→ Directions
The lines from the first line of the entries through the line containing "pub enum ValidationError" are to be repeated exactly, with both of those lines included.

→ Record set
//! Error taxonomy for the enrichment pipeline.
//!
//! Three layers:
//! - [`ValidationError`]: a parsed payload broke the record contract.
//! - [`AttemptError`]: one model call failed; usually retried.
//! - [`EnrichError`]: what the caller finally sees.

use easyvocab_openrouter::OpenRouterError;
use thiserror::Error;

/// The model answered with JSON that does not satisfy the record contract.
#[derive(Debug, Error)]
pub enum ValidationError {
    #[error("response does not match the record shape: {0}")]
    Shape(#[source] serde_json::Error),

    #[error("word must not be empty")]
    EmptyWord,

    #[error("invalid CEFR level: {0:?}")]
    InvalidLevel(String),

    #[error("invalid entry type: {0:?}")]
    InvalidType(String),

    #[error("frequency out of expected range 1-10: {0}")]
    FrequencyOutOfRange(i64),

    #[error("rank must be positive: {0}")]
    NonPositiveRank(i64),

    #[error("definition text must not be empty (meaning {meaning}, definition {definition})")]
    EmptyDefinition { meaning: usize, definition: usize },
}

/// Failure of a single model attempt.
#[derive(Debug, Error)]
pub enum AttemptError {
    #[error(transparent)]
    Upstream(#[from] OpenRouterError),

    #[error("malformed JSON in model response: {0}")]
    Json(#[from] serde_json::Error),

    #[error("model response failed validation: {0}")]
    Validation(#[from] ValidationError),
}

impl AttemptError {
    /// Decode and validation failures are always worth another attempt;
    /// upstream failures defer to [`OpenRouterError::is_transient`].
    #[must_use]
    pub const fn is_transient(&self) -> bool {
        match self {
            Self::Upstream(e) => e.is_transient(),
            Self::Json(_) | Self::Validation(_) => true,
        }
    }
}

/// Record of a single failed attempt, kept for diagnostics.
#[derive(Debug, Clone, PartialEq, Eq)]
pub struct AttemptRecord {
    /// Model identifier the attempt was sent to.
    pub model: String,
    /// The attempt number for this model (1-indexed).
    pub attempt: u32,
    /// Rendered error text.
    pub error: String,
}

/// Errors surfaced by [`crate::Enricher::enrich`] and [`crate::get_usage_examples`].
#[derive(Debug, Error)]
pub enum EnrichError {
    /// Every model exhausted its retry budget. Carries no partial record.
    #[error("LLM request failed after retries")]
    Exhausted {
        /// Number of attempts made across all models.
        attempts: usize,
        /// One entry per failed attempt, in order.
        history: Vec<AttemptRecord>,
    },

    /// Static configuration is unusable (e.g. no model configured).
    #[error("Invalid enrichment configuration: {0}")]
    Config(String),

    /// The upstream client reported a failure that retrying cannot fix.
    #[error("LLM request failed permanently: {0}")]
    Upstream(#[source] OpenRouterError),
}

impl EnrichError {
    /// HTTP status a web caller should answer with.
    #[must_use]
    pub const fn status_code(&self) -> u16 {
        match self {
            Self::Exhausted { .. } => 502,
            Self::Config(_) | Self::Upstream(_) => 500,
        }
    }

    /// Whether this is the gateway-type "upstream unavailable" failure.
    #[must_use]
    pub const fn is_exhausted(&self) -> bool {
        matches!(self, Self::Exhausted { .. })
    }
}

→ Exercise response
//! Error taxonomy for the enrichment pipeline.
//!
//! Three layers:
//! - [`ValidationError`]: a parsed payload broke the record contract.
//! - [`AttemptError`]: one model call failed; usually retried.
//! - [`EnrichError`]: what the caller finally sees.

use easyvocab_openrouter::OpenRouterError;
use thiserror::Error;

/// The model answered with JSON that does not satisfy the record contract.
#[derive(Debug, Error)]
pub enum ValidationError {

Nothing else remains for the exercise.